## Instructions to follow
The answer must be one number: the count of lines in the data below that include "super".

[Collected data]
+++++
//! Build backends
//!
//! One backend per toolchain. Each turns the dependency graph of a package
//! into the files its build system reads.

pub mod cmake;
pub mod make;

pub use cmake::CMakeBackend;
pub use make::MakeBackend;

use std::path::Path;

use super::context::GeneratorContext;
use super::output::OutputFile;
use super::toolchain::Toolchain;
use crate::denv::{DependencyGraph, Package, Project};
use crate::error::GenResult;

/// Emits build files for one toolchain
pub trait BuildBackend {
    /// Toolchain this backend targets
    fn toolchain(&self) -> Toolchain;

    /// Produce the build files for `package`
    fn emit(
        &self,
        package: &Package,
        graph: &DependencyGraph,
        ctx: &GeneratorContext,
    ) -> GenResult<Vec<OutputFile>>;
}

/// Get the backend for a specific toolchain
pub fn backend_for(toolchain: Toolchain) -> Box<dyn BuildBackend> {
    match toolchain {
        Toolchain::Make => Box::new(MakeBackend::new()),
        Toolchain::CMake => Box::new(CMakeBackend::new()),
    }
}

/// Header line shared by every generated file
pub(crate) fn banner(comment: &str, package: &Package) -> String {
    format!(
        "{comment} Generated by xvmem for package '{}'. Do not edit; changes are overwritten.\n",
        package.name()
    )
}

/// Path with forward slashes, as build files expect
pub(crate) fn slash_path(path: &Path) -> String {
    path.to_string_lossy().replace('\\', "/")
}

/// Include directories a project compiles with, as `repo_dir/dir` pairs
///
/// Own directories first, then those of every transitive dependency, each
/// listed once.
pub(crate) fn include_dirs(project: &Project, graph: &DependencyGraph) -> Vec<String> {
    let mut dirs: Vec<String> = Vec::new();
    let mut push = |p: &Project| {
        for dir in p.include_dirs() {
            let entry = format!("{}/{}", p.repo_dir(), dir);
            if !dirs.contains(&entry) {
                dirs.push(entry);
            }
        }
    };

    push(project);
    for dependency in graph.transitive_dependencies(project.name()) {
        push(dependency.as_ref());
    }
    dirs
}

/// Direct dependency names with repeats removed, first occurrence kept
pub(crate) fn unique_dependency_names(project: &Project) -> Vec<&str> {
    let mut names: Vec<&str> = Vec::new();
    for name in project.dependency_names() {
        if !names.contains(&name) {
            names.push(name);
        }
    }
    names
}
+++++
## Exercise solution
3